WASHINGTON — The White House announced Thursday that it is reviewing a new proposal from the Department of Health & Human Services (HHS) and the Centers for Medicare & Medicaid Services (CMS) aimed at reshaping how prescription drugs are priced in the United States.
The Office of Management and Budget confirmed it has received an economically significant proposed rule titled “Global Benchmark for Efficient Drug Pricing (GLOBE) Model.” The measure reflects the Trump administration’s push to tie U.S. drug prices to those in other developed nations, part of the president’s “most-favored-nation” (MFN) pricing policy.
President Donald Trump revived the initiative in May with an executive order, after the rule he originally introduced in 2020 was blocked in court and later rescinded under the Biden administration.
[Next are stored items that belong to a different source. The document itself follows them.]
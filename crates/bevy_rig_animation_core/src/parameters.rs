use std::sync::Arc;

use bevy::{log::warn, reflect::Reflect};
use indexmap::IndexMap;
use serde::{Deserialize, Serialize};

use crate::errors::{RigError, RigResult, ValidationError};

#[derive(Reflect, Clone, Copy, Debug, PartialEq, Eq, Hash, Serialize, Deserialize)]
pub enum ParameterKind {
    Float,
    Int,
    Bool,
    /// A boolean that resets itself when a transition it satisfied fires.
    Trigger,
}

#[derive(Reflect, Clone, Copy, Debug, PartialEq, Serialize, Deserialize)]
pub enum ParameterValue {
    Float(f32),
    Int(i32),
    Bool(bool),
    Trigger(bool),
}

impl Default for ParameterValue {
    fn default() -> Self {
        Self::Float(0.)
    }
}

impl ParameterValue {
    pub fn kind(&self) -> ParameterKind {
        match self {
            Self::Float(_) => ParameterKind::Float,
            Self::Int(_) => ParameterKind::Int,
            Self::Bool(_) => ParameterKind::Bool,
            Self::Trigger(_) => ParameterKind::Trigger,
        }
    }

    pub fn default_for(kind: ParameterKind) -> Self {
        match kind {
            ParameterKind::Float => Self::Float(0.),
            ParameterKind::Int => Self::Int(0),
            ParameterKind::Bool => Self::Bool(false),
            ParameterKind::Trigger => Self::Trigger(false),
        }
    }

    /// Numeric view used by blend trees and comparison conditions.
    pub fn as_f32(&self) -> f32 {
        match *self {
            Self::Float(value) => value,
            Self::Int(value) => value as f32,
            Self::Bool(value) | Self::Trigger(value) => {
                if value {
                    1.
                } else {
                    0.
                }
            }
        }
    }

    pub fn as_bool(&self) -> bool {
        match *self {
            Self::Float(value) => value != 0.,
            Self::Int(value) => value != 0,
            Self::Bool(value) | Self::Trigger(value) => value,
        }
    }
}

/// Parameter declarations of a controller, in authored order.
///
/// The table is constant data shared by every character driven by the controller. Each character
/// gets its own [`ParameterSet`].
#[derive(Debug, Clone, Default)]
pub struct ParameterTable {
    defaults: IndexMap<String, ParameterValue>,
}

impl ParameterTable {
    pub fn new() -> Self {
        Self::default()
    }

    pub fn add(
        &mut self,
        name: impl Into<String>,
        default: ParameterValue,
    ) -> Result<usize, ValidationError> {
        let name = name.into();
        if self.defaults.contains_key(&name) {
            return Err(ValidationError::DuplicateName(name));
        }
        let (index, _) = self.defaults.insert_full(name, default);
        Ok(index)
    }

    pub fn with(mut self, name: impl Into<String>, default: ParameterValue) -> Self {
        let name = name.into();
        self.defaults.insert(name, default);
        self
    }

    pub fn index_of(&self, name: &str) -> Option<usize> {
        self.defaults.get_index_of(name)
    }

    pub fn name(&self, index: usize) -> Option<&str> {
        self.defaults.get_index(index).map(|(name, _)| name.as_str())
    }

    pub fn kind(&self, index: usize) -> Option<ParameterKind> {
        self.defaults.get_index(index).map(|(_, value)| value.kind())
    }

    pub fn len(&self) -> usize {
        self.defaults.len()
    }

    pub fn is_empty(&self) -> bool {
        self.defaults.is_empty()
    }

    pub fn iter(&self) -> impl Iterator<Item = (&str, &ParameterValue)> {
        self.defaults
            .iter()
            .map(|(name, value)| (name.as_str(), value))
    }

    /// Resolves a parameter name, checking it has one of the expected kinds.
    pub fn resolve(
        &self,
        name: &str,
        accepted: &[ParameterKind],
        expected: &'static str,
    ) -> Result<usize, ValidationError> {
        let index = self
            .index_of(name)
            .ok_or_else(|| ValidationError::UnknownParameter(name.to_string()))?;
        let found = self.defaults[index].kind();
        if !accepted.contains(&found) {
            return Err(ValidationError::ParameterKindMismatch {
                name: name.to_string(),
                found,
                expected,
            });
        }
        Ok(index)
    }
}

/// Per-character parameter values.
///
/// A float mirror of every value is kept up to date so blend trees can read parameters as a
/// plain `&[f32]`.
#[derive(Debug, Clone)]
pub struct ParameterSet {
    table: Arc<ParameterTable>,
    values: Vec<ParameterValue>,
    floats: Vec<f32>,
}

impl ParameterSet {
    pub fn new(table: Arc<ParameterTable>) -> Self {
        let values: Vec<ParameterValue> = table.defaults.values().copied().collect();
        let floats = values.iter().map(ParameterValue::as_f32).collect();
        Self {
            table,
            values,
            floats,
        }
    }

    pub fn table(&self) -> &ParameterTable {
        &self.table
    }

    pub fn get(&self, index: usize) -> Option<ParameterValue> {
        self.values.get(index).copied()
    }

    pub fn get_by_name(&self, name: &str) -> RigResult<ParameterValue> {
        self.table
            .index_of(name)
            .and_then(|index| self.get(index))
            .ok_or_else(|| RigError::UnknownParameter(name.to_string()))
    }

    pub fn floats(&self) -> &[f32] {
        &self.floats
    }

    pub fn as_f32(&self, index: usize) -> f32 {
        self.floats.get(index).copied().unwrap_or(0.)
    }

    pub fn as_bool(&self, index: usize) -> bool {
        self.values.get(index).is_some_and(ParameterValue::as_bool)
    }

    /// Writes a parameter by index. The value must have the declared kind.
    pub fn set(&mut self, index: usize, value: ParameterValue) -> RigResult<()> {
        let Some(slot) = self.values.get_mut(index) else {
            return Err(RigError::InvalidParameter(index));
        };
        if slot.kind() != value.kind() {
            return Err(RigError::ParameterKindMismatch {
                name: self.table.name(index).unwrap_or_default().to_string(),
                found: slot.kind(),
                expected: value.kind(),
            });
        }
        *slot = value;
        self.floats[index] = value.as_f32();
        Ok(())
    }

    pub fn set_by_name(&mut self, name: &str, value: ParameterValue) -> RigResult<()> {
        let result = match self.table.index_of(name) {
            Some(index) => self.set(index, value),
            None => Err(RigError::UnknownParameter(name.to_string())),
        };
        if let Err(error) = &result {
            warn!("Ignoring parameter write: {error}");
        }
        result
    }

    /// Resets a trigger parameter. Other kinds are left untouched.
    pub fn consume_trigger(&mut self, index: usize) {
        if let Some(ParameterValue::Trigger(value)) = self.values.get_mut(index) {
            *value = false;
            self.floats[index] = 0.;
        }
    }

    pub fn reset(&mut self) {
        for (index, (_, default)) in self.table.iter().enumerate() {
            self.values[index] = *default;
            self.floats[index] = default.as_f32();
        }
    }
}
The proposed rule arrives just days before a September 29 deadline that Trump set for major drugmakers to voluntarily lower their U.S. prices in line with MFN benchmarks. The president has sent letters to the CEOs of 17 leading pharmaceutical companies, including Eli Lilly, Pfizer, and Merck, giving them 60 days to comply with the request.
Other U.S.-based companies receiving letters include Gilead Sciences, Bristol Myers Squibb, Johnson & Johnson, Regeneron Pharmaceuticals, Amgen, and AbbVie. European firms, including Merck KGaA, Sanofi, GSK, AstraZeneca, Novo Nordisk, Roche, and Novartis, were also notified.
The move underscores the administration’s determination to confront high prescription drug costs, a longstanding political and policy flashpoint. Whether the proposed rule clears the review process and survives anticipated legal challenges will determine the scope of its impact on patients and the pharmaceutical industry.